His group is working to understand the full value to be gained from the data gleaned from tissue biopsies and the unprecedented opportunity to use computational machine learning tools on the digitized slides. “This will not just identify presence or absence of disease,” he said, “but mine data for digital interrogation of data from perspective of mining digital biomarkers to identify features that can tell us about the risk of progression of disease, aggressiveness of disease, and how likely patients are going to respond to chemotherapy or immunotherapy.”
To illustrate this potential, he highlighted a series of studies from his group where AI and machine learning had been shown to suggest which patients would benefit most from which treatment. These included one focusing on disorder of collage fiber associated with risk of recurrence in Estrogen Receptor Positive (ER+) breast cancers in ECOG-ACRIN E2197 & TCGA. “This goes to show the value of these diagnostic tools to aid the clinician in figuring what the outcome is and how to treat these patients,” he said. “This is also true in early-stage disease.”
Computational analysis with routine imaging could help address questions in precision medicine, specifically prognosis and predicting response to therapyAnant Madabhushi
In other examples, he outlined how a combination of computer extracted features of nuclear morphology, tubular formation and mitotic count predict disease free survival in ER+ breast cancer, and also how computer extracted images of nuclear shape, orientation disorder and texture from whole slide imaging are associated with disease free survival in ductal carcinoma in situ. He further detailed possibility of using similar approaches predicting post-surgical recurrence in prostate cancer, lung cancer, ovarian cancer, endometrial and cervical cancer.
In conclusion, Professor Madabhushi said: “Computational analysis with routine imaging could help address questions in precision medicine, specifically prognosis and predicting response to therapy.” The relatively low-cost aspect of computational diagnostic tools could also have global benefits, especially in low- and middle-income countries. “Also,” he added, “the importance of establishing the connection to the molecular underpinning of the features, moving away from an abstract representation, is going to be a really important driver for clinical adoption and clinical utility.”

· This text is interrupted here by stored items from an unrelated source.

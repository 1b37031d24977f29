//! Leave requests.

use chrono::{NaiveDate, NaiveDateTime};
use serde::{Deserialize, Serialize};

use crate::error::{HrError, HrResult};

labelled_enum! {
    /// Workflow state of a leave request.
    pub enum LeaveStatus {
        /// Waiting for the approver.
        PendingApproval => "Pending Approval",
        /// Granted.
        Approved => "Approved",
        /// Refused.
        Rejected => "Rejected",
        /// Withdrawn by the employee.
        Cancelled => "Cancelled",
    }
}

impl LeaveStatus {
    /// Whether a request in this state may move to `to`.
    ///
    /// Only pending requests can be decided or cancelled.
    pub fn can_transition_to(self, to: LeaveStatus) -> bool {
        self == LeaveStatus::PendingApproval && to != LeaveStatus::PendingApproval
    }
}

/// A stored leave request.
#[derive(Debug, Clone, PartialEq, Eq, Serialize, Deserialize)]
pub struct LeaveRequest {
    /// Row id.
    pub id: i64,
    /// Requesting employee.
    pub employee_id: String,
    /// Free-text type such as "Vacation" or "Sick".
    pub leave_type: String,
    /// First day off.
    pub start_date: NaiveDate,
    /// Last day off, inclusive.
    pub end_date: NaiveDate,
    /// Reason given.
    pub reason: Option<String>,
    /// When the request was filed.
    pub request_date: NaiveDate,
    /// Workflow state.
    pub status: LeaveStatus,
    /// User expected to decide.
    pub assigned_approver_user_id: Option<i64>,
    /// User who decided.
    pub processed_by_user_id: Option<i64>,
    /// Approver's comments.
    pub approver_comments: Option<String>,
    /// When it was decided.
    pub processed_date: Option<NaiveDateTime>,
}

impl LeaveRequest {
    /// Calendar days covered, inclusive of both ends.
    pub fn days(&self) -> i64 {
        (self.end_date - self.start_date).num_days() + 1
    }

    /// True when `date` falls inside the request.
    pub fn covers(&self, date: NaiveDate) -> bool {
        self.start_date <= date && date <= self.end_date
    }

    /// True for approved vacation, matched case-insensitively.
    pub fn is_vacation(&self) -> bool {
        self.leave_type.trim().eq_ignore_ascii_case("vacation")
    }
}

/// Fields supplied when filing a request.
#[derive(Debug, Clone, PartialEq, Eq, Serialize, Deserialize)]
pub struct NewLeaveRequest {
    /// Requesting employee.
    pub employee_id: String,
    /// Free-text type.
    pub leave_type: String,
    /// First day off.
    pub start_date: NaiveDate,
    /// Last day off, inclusive.
    pub end_date: NaiveDate,
    /// Reason given.
    pub reason: Option<String>,
}

impl NewLeaveRequest {
    /// Rejects blank types and reversed ranges.
    pub fn validate(&self) -> HrResult<()> {
        if self.leave_type.trim().is_empty() {
            return Err(HrError::invalid("leave_type", "must not be empty"));
        }
        if self.start_date > self.end_date {
            return Err(HrError::invalid(
                "end_date",
                format!(
                    "end date {} is before start date {}",
                    self.end_date, self.start_date
                ),
            ));
        }
        Ok(())
    }
}

#[cfg(test)]
mod tests {
    use super::*;

    fn date(y: i32, m: u32, d: u32) -> NaiveDate {
        NaiveDate::from_ymd_opt(y, m, d).unwrap()
    }

    fn request(start: NaiveDate, end: NaiveDate) -> LeaveRequest {
        LeaveRequest {
            id: 1,
            employee_id: "EMP0001".to_string(),
            leave_type: "VACATION".to_string(),
            start_date: start,
            end_date: end,
            reason: None,
            request_date: start,
            status: LeaveStatus::Approved,
            assigned_approver_user_id: None,
            processed_by_user_id: None,
            approver_comments: None,
            processed_date: None,
        }
    }

    #[test]
    fn test_days_are_inclusive() {
        let r = request(date(2025, 3, 3), date(2025, 3, 7));
        assert_eq!(r.days(), 5);
        assert_eq!(request(date(2025, 3, 3), date(2025, 3, 3)).days(), 1);
    }

    #[test]
    fn test_covers_boundaries() {
        let r = request(date(2025, 3, 3), date(2025, 3, 7));
        assert!(r.covers(date(2025, 3, 3)));
        assert!(r.covers(date(2025, 3, 7)));
        assert!(!r.covers(date(2025, 3, 8)));
    }

    #[test]
    fn test_vacation_type_case_insensitive() {
        assert!(request(date(2025, 1, 1), date(2025, 1, 1)).is_vacation());
    }

    #[test]
    fn test_only_pending_requests_transition() {
        assert!(LeaveStatus::PendingApproval.can_transition_to(LeaveStatus::Approved));
        assert!(LeaveStatus::PendingApproval.can_transition_to(LeaveStatus::Cancelled));
        assert!(!LeaveStatus::Approved.can_transition_to(LeaveStatus::Rejected));
        assert!(!LeaveStatus::PendingApproval.can_transition_to(LeaveStatus::PendingApproval));
    }

    #[test]
    fn test_reversed_range_rejected() {
        let new = NewLeaveRequest {
            employee_id: "EMP0001".to_string(),
            leave_type: "Sick".to_string(),
            start_date: date(2025, 3, 7),
            end_date: date(2025, 3, 3),
            reason: None,
        };
        assert!(new.validate().is_err());
    }
}
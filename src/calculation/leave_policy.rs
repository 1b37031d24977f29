use rust_decimal::Decimal;
use serde::{Deserialize, Serialize};

/// How stretched a department would be if a leave request were granted.
#[derive(Debug, Clone, PartialEq, Eq, Serialize, Deserialize)]
pub struct DepartmentLoad {
    /// Active and on-leave, non-archived employees in the department.
    pub headcount: u32,
    /// Other employees already on approved leave overlapping the request.
    pub concurrent_on_leave: u32,
    /// `concurrent_on_leave / headcount * 100`, two decimal places.
    pub percent_on_leave: Decimal,
    /// The percentage reached the threshold.
    pub is_busy: bool,
}

/// Compares concurrent leave in a department against a threshold.
///
/// An empty department is never busy.
///
/// ```
/// use hr_engine::calculation::department_load;
/// use rust_decimal::Decimal;
///
/// let load = department_load(10, 3, Decimal::from(30));
/// assert!(load.is_busy);
/// assert!(!department_load(10, 2, Decimal::from(30)).is_busy);
/// ```
pub fn department_load(headcount: u32, concurrent_on_leave: u32, threshold_percent: Decimal) -> DepartmentLoad {
    if headcount == 0 {
        return DepartmentLoad {
            headcount,
            concurrent_on_leave,
            percent_on_leave: Decimal::ZERO,
            is_busy: false,
        };
    }
    let percent = (Decimal::from(concurrent_on_leave) / Decimal::from(headcount)
        * Decimal::ONE_HUNDRED)
        .round_dp(2);
    DepartmentLoad {
        headcount,
        concurrent_on_leave,
        percent_on_leave: percent,
        is_busy: percent >= threshold_percent,
    }
}

/// Shorthand for `department_load(..).is_busy`.
pub fn is_department_busy(headcount: u32, concurrent_on_leave: u32, threshold_percent: Decimal) -> bool {
    department_load(headcount, concurrent_on_leave, threshold_percent).is_busy
}
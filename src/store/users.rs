//! Login accounts.
//!
//! Passwords are stored as `salt_hex$hash_hex`, where the hash is SHA-256
//! over the salt bytes followed by the password.

use rand::RngCore;
use rusqlite::{OptionalExtension, Row, params};
use sha2::{Digest, Sha256};
use tracing::{info, warn};

use crate::error::{HrError, HrResult, is_unique_violation};
use crate::models::{Role, User};

use super::Database;

const SALT_LEN: usize = 16;

fn digest(salt: &[u8], password: &str) -> String {
    let mut hasher = Sha256::new();
    hasher.update(salt);
    hasher.update(password.as_bytes());
    hex::encode(hasher.finalize())
}

/// Hashes a password with a fresh random salt.
pub fn hash_password(password: &str) -> String {
    let mut salt = [0u8; SALT_LEN];
    rand::thread_rng().fill_bytes(&mut salt);
    format!("{}${}", hex::encode(salt), digest(&salt, password))
}

/// Checks a password against a stored `salt_hex$hash_hex` value.
///
/// Malformed stored values never verify.
pub fn verify_password(password: &str, stored: &str) -> bool {
    let Some((salt_hex, hash_hex)) = stored.split_once('$') else {
        return false;
    };
    match hex::decode(salt_hex) {
        Ok(salt) => digest(&salt, password).eq_ignore_ascii_case(hash_hex),
        Err(_) => false,
    }
}

const USER_COLUMNS: &str = "id, username, role, employee_id";

fn user_from_row(row: &Row<'_>) -> rusqlite::Result<User> {
    Ok(User {
        id: row.get("id")?,
        username: row.get("username")?,
        role: row.get("role")?,
        employee_id: row.get("employee_id")?,
    })
}

impl Database {
    /// Creates a login account, optionally linked to an employee.
    pub fn add_user(
        &self,
        username: &str,
        password: &str,
        role: Role,
        employee_id: Option<&str>,
    ) -> HrResult<i64> {
        let username = username.trim();
        if username.is_empty() {
            return Err(HrError::invalid("username", "must not be empty"));
        }
        if password.is_empty() {
            return Err(HrError::invalid("password", "must not be empty"));
        }
        if let Some(employee_id) = employee_id {
            self.get_employee(employee_id, true)?;
        }
        match self.conn().execute(
            "INSERT INTO users (username, password_hash, role, employee_id) VALUES (?1, ?2, ?3, ?4)",
            params![username, hash_password(password), role, employee_id],
        ) {
            Ok(_) => {}
            Err(e) if is_unique_violation(&e) => {
                return Err(HrError::invalid(
                    "username",
                    format!("'{}' or its employee already has an account", username),
                ));
            }
            Err(e) => return Err(e.into()),
        }
        let id = self.conn().last_insert_rowid();
        info!(user_id = id, username, role = %role, "user added");
        Ok(id)
    }

    /// Returns the user when the credentials match.
    pub fn authenticate(&self, username: &str, password: &str) -> HrResult<Option<User>> {
        let found: Option<(User, String)> = self
            .conn()
            .query_row(
                &format!("SELECT {USER_COLUMNS}, password_hash FROM users WHERE username = ?1"),
                params![username.trim()],
                |r| Ok((user_from_row(r)?, r.get("password_hash")?)),
            )
            .optional()?;
        match found {
            Some((user, stored)) if verify_password(password, &stored) => Ok(Some(user)),
            Some(_) => {
                warn!(username, "failed login");
                Ok(None)
            }
            None => Ok(None),
        }
    }

    /// Looks up a user by id.
    pub fn get_user(&self, user_id: i64) -> HrResult<User> {
        self.conn()
            .query_row(
                &format!("SELECT {USER_COLUMNS} FROM users WHERE id = ?1"),
                params![user_id],
                user_from_row,
            )
            .optional()?
            .ok_or_else(|| HrError::UserNotFound {
                user: user_id.to_string(),
            })
    }

    /// Looks up a user by login name.
    pub fn get_user_by_username(&self, username: &str) -> HrResult<Option<User>> {
        Ok(self
            .conn()
            .query_row(
                &format!("SELECT {USER_COLUMNS} FROM users WHERE username = ?1"),
                params![username.trim()],
                user_from_row,
            )
            .optional()?)
    }

    /// The account linked to an employee, if any.
    pub fn get_user_for_employee(&self, employee_id: &str) -> HrResult<Option<User>> {
        Ok(self
            .conn()
            .query_row(
                &format!("SELECT {USER_COLUMNS} FROM users WHERE employee_id = ?1"),
                params![employee_id],
                user_from_row,
            )
            .optional()?)
    }

    /// All users, by username.
    pub fn list_users(&self) -> HrResult<Vec<User>> {
        let mut stmt = self
            .conn()
            .prepare(&format!("SELECT {USER_COLUMNS} FROM users ORDER BY username"))?;
        let rows = stmt.query_map([], user_from_row)?;
        Ok(rows.collect::<Result<Vec<_>, _>>()?)
    }

    /// Deletes a user account.
    pub fn delete_user(&self, user_id: i64) -> HrResult<()> {
        let deleted = self
            .conn()
            .execute("DELETE FROM users WHERE id = ?1", params![user_id])?;
        if deleted == 0 {
            return Err(HrError::UserNotFound {
                user: user_id.to_string(),
            });
        }
        info!(user_id, "user deleted");
        Ok(())
    }
}

#[cfg(test)]
mod tests {
    use super::*;
    use crate::store::test_support;

    #[test]
    fn test_hash_verifies_and_salts_differ() {
        let a = hash_password("secret");
        let b = hash_password("secret");
        assert_ne!(a, b);
        assert!(verify_password("secret", &a));
        assert!(!verify_password("Secret", &a));
    }

    #[test]
    fn test_malformed_stored_hash_never_verifies() {
        assert!(!verify_password("x", "no-separator"));
        assert!(!verify_password("x", "zz$abcd"));
    }

    #[test]
    fn test_add_and_authenticate() {
        let db = test_support::db();
        let emp = test_support::employee(&db, "Kim", 3000);
        let id = db
            .add_user("kim", "pw", Role::DepartmentManager, Some(&emp))
            .unwrap();

        let user = db.authenticate("kim", "pw").unwrap().unwrap();
        assert_eq!(user.id, id);
        assert_eq!(user.role, Role::DepartmentManager);
        assert!(db.authenticate("kim", "wrong").unwrap().is_none());
        assert!(db.authenticate("nobody", "pw").unwrap().is_none());
        assert_eq!(db.get_user_for_employee(&emp).unwrap().unwrap().id, id);
    }

    #[test]
    fn test_duplicate_username_rejected() {
        let db = test_support::db();
        assert!(matches!(
            db.add_user("admin", "x", Role::Employee, None),
            Err(HrError::InvalidInput { .. })
        ));
    }

    #[test]
    fn test_delete_user() {
        let db = test_support::db();
        let id = db.add_user("tmp", "x", Role::Employee, None).unwrap();
        db.delete_user(id).unwrap();
        assert!(matches!(db.get_user(id), Err(HrError::UserNotFound { .. })));
        assert_eq!(db.list_users().unwrap().len(), 1);
    }
}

Anant Madabhushi is the Donnell Institute Professor of Biomedical Engineering, Case School of Engineering, Case Western Reserve University, Cleveland, Ohio, and also Director of the Center for Computational Imaging and Personalized Diagnostics. In the School of Medicine, he is Professor in the Departments of Pathology, RadiationOncology, Radiology, Urology and General Medical Sciences. His research interests include quantitative image analysis, radiomics, pathomics, cancer imaging, and digital pathology.